Search term "CtrlFlags": please show all lines in the listing that contain it.

[Opening Material supplied section]

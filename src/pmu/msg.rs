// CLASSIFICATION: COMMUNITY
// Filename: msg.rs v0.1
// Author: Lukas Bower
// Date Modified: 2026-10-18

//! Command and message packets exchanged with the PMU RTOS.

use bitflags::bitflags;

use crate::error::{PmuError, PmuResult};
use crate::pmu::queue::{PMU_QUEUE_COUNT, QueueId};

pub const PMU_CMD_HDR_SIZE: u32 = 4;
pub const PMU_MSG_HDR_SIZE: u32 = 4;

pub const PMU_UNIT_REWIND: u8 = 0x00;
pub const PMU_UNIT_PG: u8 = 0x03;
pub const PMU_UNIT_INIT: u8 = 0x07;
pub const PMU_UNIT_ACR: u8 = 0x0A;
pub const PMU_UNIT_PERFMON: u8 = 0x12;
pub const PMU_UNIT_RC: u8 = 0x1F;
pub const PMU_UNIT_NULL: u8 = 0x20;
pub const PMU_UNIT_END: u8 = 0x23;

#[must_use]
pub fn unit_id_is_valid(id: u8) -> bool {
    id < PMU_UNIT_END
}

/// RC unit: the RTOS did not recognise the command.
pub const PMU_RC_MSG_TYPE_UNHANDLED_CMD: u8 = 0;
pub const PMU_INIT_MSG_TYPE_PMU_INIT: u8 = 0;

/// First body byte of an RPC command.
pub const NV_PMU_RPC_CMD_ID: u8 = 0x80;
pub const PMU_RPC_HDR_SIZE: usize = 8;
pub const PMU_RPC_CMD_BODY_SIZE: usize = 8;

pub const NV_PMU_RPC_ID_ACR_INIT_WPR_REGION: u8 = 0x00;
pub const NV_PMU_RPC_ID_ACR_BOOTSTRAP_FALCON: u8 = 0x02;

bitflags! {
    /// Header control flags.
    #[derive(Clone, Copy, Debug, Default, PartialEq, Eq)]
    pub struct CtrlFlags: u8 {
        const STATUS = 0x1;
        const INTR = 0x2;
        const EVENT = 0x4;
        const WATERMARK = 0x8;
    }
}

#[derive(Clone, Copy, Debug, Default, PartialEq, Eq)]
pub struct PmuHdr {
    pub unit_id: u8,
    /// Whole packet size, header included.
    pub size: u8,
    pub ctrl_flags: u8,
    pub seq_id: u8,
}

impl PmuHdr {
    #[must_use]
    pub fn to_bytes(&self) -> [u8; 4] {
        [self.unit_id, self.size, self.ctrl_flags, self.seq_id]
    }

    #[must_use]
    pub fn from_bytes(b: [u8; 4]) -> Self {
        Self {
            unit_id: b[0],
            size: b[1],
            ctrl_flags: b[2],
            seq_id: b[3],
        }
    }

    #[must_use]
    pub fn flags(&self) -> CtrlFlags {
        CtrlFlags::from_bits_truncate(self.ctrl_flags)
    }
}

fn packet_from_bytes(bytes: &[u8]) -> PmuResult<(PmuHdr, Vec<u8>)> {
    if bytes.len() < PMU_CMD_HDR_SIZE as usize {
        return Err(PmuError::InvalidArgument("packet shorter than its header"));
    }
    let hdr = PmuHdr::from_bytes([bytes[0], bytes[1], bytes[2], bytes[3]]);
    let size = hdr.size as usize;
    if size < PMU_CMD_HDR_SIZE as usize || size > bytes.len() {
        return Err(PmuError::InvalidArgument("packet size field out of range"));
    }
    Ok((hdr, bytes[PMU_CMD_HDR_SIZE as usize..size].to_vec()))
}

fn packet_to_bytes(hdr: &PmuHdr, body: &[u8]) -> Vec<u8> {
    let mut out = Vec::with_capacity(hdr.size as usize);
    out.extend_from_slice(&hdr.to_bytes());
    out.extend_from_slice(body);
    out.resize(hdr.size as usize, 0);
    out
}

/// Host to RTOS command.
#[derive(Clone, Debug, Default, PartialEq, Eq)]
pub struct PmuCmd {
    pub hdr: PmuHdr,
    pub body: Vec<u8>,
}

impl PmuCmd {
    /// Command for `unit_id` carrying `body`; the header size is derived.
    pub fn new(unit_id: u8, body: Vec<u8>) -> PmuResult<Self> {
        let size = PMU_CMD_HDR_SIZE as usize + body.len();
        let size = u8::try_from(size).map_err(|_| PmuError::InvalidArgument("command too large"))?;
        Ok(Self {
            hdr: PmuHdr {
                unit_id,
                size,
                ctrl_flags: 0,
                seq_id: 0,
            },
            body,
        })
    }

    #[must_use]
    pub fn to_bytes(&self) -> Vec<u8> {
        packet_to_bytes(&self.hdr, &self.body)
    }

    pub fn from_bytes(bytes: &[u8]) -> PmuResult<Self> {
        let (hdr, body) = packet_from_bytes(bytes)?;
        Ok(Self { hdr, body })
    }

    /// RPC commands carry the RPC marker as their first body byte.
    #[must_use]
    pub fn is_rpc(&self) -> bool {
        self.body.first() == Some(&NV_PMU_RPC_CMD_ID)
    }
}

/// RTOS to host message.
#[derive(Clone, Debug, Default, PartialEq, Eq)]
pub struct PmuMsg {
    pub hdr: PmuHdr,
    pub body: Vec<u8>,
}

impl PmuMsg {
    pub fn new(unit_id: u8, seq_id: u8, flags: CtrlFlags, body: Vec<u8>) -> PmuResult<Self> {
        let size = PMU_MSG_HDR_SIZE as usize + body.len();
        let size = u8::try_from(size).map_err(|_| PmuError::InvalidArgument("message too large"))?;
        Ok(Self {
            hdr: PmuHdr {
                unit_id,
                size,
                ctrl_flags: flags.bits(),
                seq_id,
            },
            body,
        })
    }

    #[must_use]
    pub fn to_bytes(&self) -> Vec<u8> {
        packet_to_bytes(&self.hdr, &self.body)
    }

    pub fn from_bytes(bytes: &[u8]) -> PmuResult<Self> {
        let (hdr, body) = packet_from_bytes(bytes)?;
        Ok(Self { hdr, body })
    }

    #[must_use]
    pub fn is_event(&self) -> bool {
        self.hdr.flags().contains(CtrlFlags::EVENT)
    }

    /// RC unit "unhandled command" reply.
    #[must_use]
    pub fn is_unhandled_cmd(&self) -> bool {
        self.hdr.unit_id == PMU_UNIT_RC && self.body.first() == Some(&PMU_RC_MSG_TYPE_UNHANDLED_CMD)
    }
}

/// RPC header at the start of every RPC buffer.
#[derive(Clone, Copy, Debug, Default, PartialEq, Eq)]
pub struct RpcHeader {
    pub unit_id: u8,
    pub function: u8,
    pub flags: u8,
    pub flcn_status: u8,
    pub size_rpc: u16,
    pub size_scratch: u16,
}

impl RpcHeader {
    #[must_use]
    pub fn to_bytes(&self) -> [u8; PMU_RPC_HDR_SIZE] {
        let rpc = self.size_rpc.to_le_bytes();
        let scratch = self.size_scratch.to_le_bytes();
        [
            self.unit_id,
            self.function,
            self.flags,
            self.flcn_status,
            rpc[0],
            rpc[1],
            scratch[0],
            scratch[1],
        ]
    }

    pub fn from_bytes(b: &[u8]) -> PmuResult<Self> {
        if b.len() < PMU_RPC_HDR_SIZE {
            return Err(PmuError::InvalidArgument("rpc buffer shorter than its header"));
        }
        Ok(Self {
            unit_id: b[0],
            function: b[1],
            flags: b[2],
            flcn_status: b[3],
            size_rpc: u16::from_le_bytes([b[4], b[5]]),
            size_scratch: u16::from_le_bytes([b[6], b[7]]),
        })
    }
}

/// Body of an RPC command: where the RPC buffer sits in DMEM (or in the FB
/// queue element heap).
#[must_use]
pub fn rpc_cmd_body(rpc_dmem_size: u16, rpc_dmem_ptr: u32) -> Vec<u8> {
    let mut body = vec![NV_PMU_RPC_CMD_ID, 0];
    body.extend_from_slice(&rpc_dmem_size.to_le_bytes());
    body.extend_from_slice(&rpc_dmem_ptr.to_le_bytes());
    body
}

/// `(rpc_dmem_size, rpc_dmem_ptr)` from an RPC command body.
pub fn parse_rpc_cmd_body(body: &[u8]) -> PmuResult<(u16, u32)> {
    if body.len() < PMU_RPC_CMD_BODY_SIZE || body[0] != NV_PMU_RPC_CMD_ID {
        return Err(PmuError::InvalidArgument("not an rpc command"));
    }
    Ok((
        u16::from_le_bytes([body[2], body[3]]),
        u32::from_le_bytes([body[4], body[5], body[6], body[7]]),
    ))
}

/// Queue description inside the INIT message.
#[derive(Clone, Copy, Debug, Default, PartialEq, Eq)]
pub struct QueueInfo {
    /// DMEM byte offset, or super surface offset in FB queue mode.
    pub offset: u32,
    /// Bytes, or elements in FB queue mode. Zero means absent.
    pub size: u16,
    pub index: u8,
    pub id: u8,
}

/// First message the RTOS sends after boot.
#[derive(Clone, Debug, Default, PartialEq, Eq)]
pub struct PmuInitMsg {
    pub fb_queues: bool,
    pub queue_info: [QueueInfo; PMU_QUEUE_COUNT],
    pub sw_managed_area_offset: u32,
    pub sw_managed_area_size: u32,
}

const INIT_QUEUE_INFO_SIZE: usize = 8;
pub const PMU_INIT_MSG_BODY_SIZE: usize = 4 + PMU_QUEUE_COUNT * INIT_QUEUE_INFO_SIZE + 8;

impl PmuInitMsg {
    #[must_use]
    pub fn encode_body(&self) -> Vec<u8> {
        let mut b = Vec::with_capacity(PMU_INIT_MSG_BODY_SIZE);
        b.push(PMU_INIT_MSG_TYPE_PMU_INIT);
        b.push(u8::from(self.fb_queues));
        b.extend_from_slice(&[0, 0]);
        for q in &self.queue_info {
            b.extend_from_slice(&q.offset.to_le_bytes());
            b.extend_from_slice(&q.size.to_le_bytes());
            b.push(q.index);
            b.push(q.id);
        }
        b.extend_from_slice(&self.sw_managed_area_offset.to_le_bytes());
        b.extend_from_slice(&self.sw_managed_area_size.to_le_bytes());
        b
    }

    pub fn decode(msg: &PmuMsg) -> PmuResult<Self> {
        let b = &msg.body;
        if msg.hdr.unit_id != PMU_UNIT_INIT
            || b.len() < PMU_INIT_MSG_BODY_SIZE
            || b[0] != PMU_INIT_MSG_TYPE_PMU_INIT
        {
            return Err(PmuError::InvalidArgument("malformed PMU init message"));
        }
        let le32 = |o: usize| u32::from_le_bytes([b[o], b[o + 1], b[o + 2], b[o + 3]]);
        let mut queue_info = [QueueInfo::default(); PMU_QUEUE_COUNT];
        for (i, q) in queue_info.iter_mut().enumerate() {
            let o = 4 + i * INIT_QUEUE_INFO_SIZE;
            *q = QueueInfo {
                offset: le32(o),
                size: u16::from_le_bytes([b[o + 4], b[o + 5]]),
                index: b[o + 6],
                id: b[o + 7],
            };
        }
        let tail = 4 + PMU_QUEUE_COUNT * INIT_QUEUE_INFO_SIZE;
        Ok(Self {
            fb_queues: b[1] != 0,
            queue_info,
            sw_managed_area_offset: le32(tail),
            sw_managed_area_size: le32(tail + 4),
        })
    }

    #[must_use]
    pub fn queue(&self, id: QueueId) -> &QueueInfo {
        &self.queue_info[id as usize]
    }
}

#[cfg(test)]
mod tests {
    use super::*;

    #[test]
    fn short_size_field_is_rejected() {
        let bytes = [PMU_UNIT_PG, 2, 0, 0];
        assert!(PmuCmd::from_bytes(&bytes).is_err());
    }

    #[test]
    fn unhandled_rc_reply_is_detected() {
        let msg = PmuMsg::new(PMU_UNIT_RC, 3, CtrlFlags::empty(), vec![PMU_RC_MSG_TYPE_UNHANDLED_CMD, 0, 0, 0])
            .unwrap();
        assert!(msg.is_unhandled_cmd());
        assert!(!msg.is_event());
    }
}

[Closing Material supplied section]

Problem solution:
    pub struct CtrlFlags: u8 {
    pub fn flags(&self) -> CtrlFlags {
        CtrlFlags::from_bits_truncate(self.ctrl_flags)
    pub fn new(unit_id: u8, seq_id: u8, flags: CtrlFlags, body: Vec<u8>) -> PmuResult<Self> {
        self.hdr.flags().contains(CtrlFlags::EVENT)
        let msg = PmuMsg::new(PMU_UNIT_RC, 3, CtrlFlags::empty(), vec![PMU_RC_MSG_TYPE_UNHANDLED_CMD, 0, 0, 0])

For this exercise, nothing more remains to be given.